XOS — Xos, Inc.
NASDAQ
Q3 2025 Earnings Call Summary
November 13, 2025
XOS Q3 2025 Earnings Call Summary
1. Key Financial Results and Metrics
- Revenue: $16.5 million from 130 vehicle shipments, down from $18.4 million in Q2 2025 despite an increase in unit deliveries year-over-year.
- GAAP Gross Margin: 15.3%, up from 8.8% in Q2 2025 but down from 18.1% in Q3 2024.
- Non-GAAP Gross Margin: 16%, marking the ninth consecutive quarter of positive non-GAAP gross margins.
- Operating Loss: $7 million, the lowest since going public, improved from $7.1 million in Q2 2025 and $9.7 million in Q3 2024.
- Cash Position: $14.1 million in cash and equivalents, up from $8.8 million in Q2 2025, aided by an ATM program and improved inventory management.

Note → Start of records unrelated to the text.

use async_trait::async_trait;
use chrono::Utc;
use sqlx::PgPool;
use uuid::Uuid;

use super::models::CheckoutModel;
use super::schemas::{Checkout, CheckoutPatch, NewCheckout};

#[async_trait]
pub trait CheckoutStore: Send + Sync {
    async fn get_all(&self) -> Result<Vec<Checkout>, anyhow::Error>;
    async fn get_by_id(&self, id: Uuid) -> Result<Option<Checkout>, anyhow::Error>;
    async fn get_by_order_id(&self, order_id: &str) -> Result<Option<Checkout>, anyhow::Error>;
    async fn create(&self, checkout: &NewCheckout) -> Result<Checkout, anyhow::Error>;
    async fn update(
        &self,
        id: Uuid,
        patch: &CheckoutPatch,
    ) -> Result<Option<Checkout>, anyhow::Error>;
}

pub struct PgCheckoutStore {
    pool: PgPool,
}

impl PgCheckoutStore {
    pub fn new(pool: PgPool) -> Self {
        Self { pool }
    }
}

#[async_trait]
impl CheckoutStore for PgCheckoutStore {
    #[tracing::instrument(name = "Fetch checkout list", skip(self))]
    async fn get_all(&self) -> Result<Vec<Checkout>, anyhow::Error> {
        let rows = sqlx::query_as::<_, CheckoutModel>(
            r#"SELECT id, order_id, payment_id, payment_code, status, created_at, updated_at
            FROM checkout ORDER BY created_at"#,
        )
        .fetch_all(&self.pool)
        .await
        .map_err(|e| {
            tracing::error!("Failed to execute query: {:?}", e);
            anyhow::Error::new(e).context("A database failure occurred while fetching checkouts")
        })?;
        Ok(rows.into_iter().map(|row| row.into_schema()).collect())
    }

    #[tracing::instrument(name = "Fetch checkout by id", skip(self))]
    async fn get_by_id(&self, id: Uuid) -> Result<Option<Checkout>, anyhow::Error> {
        let row = sqlx::query_as::<_, CheckoutModel>(
            r#"SELECT id, order_id, payment_id, payment_code, status, created_at, updated_at
            FROM checkout WHERE id = $1"#,
        )
        .bind(id)
        .fetch_optional(&self.pool)
        .await
        .map_err(|e| {
            tracing::error!("Failed to execute query: {:?}", e);
            anyhow::Error::new(e).context("A database failure occurred while fetching the checkout")
        })?;
        Ok(row.map(|row| row.into_schema()))
    }

    #[tracing::instrument(name = "Fetch checkout by order id", skip(self))]
    async fn get_by_order_id(&self, order_id: &str) -> Result<Option<Checkout>, anyhow::Error> {
        let row = sqlx::query_as::<_, CheckoutModel>(
            r#"SELECT id, order_id, payment_id, payment_code, status, created_at, updated_at
            FROM checkout WHERE order_id = $1"#,
        )
        .bind(order_id)
        .fetch_optional(&self.pool)
        .await
        .map_err(|e| {
            tracing::error!("Failed to execute query: {:?}", e);
            anyhow::Error::new(e).context("A database failure occurred while fetching the checkout")
        })?;
        Ok(row.map(|row| row.into_schema()))
    }

    #[tracing::instrument(name = "Save checkout", skip(self))]
    async fn create(&self, checkout: &NewCheckout) -> Result<Checkout, anyhow::Error> {
        let now = Utc::now();
        let row = sqlx::query_as::<_, CheckoutModel>(
            r#"INSERT INTO checkout (id, order_id, payment_id, payment_code, status, created_at, updated_at)
            VALUES ($1, $2, $3, $4, $5, $6, $7)
            RETURNING id, order_id, payment_id, payment_code, status, created_at, updated_at"#,
        )
        .bind(Uuid::new_v4())
        .bind(&checkout.order_id)
        .bind(&checkout.payment_id)
        .bind(&checkout.payment_code)
        .bind(checkout.status)
        .bind(now)
        .bind(now)
        .fetch_one(&self.pool)
        .await
        .map_err(|e| {
            tracing::error!("Failed to execute query: {:?}", e);
            anyhow::Error::new(e).context("A database failure occurred while saving the checkout")
        })?;
        Ok(row.into_schema())
    }

    #[tracing::instrument(name = "Update checkout", skip(self))]
    async fn update(
        &self,
        id: Uuid,
        patch: &CheckoutPatch,
    ) -> Result<Option<Checkout>, anyhow::Error> {
        let row = sqlx::query_as::<_, CheckoutModel>(
            r#"UPDATE checkout SET
                payment_id = COALESCE($2, payment_id),
                payment_code = COALESCE($3, payment_code),
                status = COALESCE($4, status),
                updated_at = $5
            WHERE id = $1
            RETURNING id, order_id, payment_id, payment_code, status, created_at, updated_at"#,
        )
        .bind(id)
        .bind(patch.payment_id.as_deref())
        .bind(patch.payment_code.as_deref())
        .bind(patch.status)
        .bind(Utc::now())
        .fetch_optional(&self.pool)
        .await
        .map_err(|e| {
            tracing::error!("Failed to execute query: {:?}", e);
            anyhow::Error::new(e).context("A database failure occurred while updating the checkout")
        })?;
        Ok(row.map(|row| row.into_schema()))
    }
}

- Free Cash Flow: Positive at $3.1 million, down from $4.6 million in Q2 but a significant improvement from negative $11.7 million a year ago.
2. Strategic Updates and Business Highlights
- Vehicle Deliveries: Achieved record deliveries with 140 vehicles shipped, including a significant order from UPS and FedEx ISPs.
- Powertrain Expansion: Delivered 18 powertrain systems to Bluebird Corporation, with nearly 80 additional orders received post-quarter.
- Xos Hub: Continued deployment and demonstration of the Xos Hub, which addresses grid constraints and is gaining traction in various markets, including autonomous vehicles and backup power applications.
- Operational Efficiency: Enhanced production capabilities in Tennessee, achieving a consistent production rate of three chassis per day.
3. Forward Guidance and Outlook
- 2025 Guidance: Reaffirmed revenue guidance of $50.2 million to $65.8 million, with unit deliveries expected between 320 and 420 units. Non-GAAP operating loss guidance remains between $24.4 million and $26.9 million.
- Long-term Growth: Management expressed confidence in expanding margins and scaling operations, with a focus on higher-margin products like powertrains and energy solutions.
4. Bad News, Challenges, or Points of Concern
- Revenue Decline: Despite increased unit deliveries, total revenue decreased due to a shift in product mix towards lower-priced strip chassis and powertrains.
- Tariff Impact: Ongoing tariff challenges are affecting pricing strategies and margins, although management is actively working to mitigate these impacts through supplier negotiations and cost-sharing with customers.
- Seasonal Variability: Anticipated lighter Q4 due to peak season operations of major customers, which may impact delivery volumes.
5. Notable Q&A Insights
- Hub Opportunities: Management highlighted the growing demand for the Xos Hub in the EV charging and power resiliency markets, with expectations of double-digit growth.
- Customer Relationships: Xos maintains strong partnerships with major clients like FedEx and Bluebird, emphasizing the importance of diversified supplier relationships in the industry.
- Margin Improvement: There is optimism around improving margins in 2026 due to a favorable product mix and reduced tariff impacts, although specific guidance was not provided.
- Working Capital Management: Continued focus on improving days sales outstanding (DSO) and inventory management to enhance liquidity and operational efficiency.
Overall, Xos demonstrated significant operational progress in Q3 2025, with a focus on scaling production and expanding into higher-margin markets, despite facing challenges related to revenue mix and tariffs. The company remains optimistic about its growth trajectory and strategic partnerships moving forward.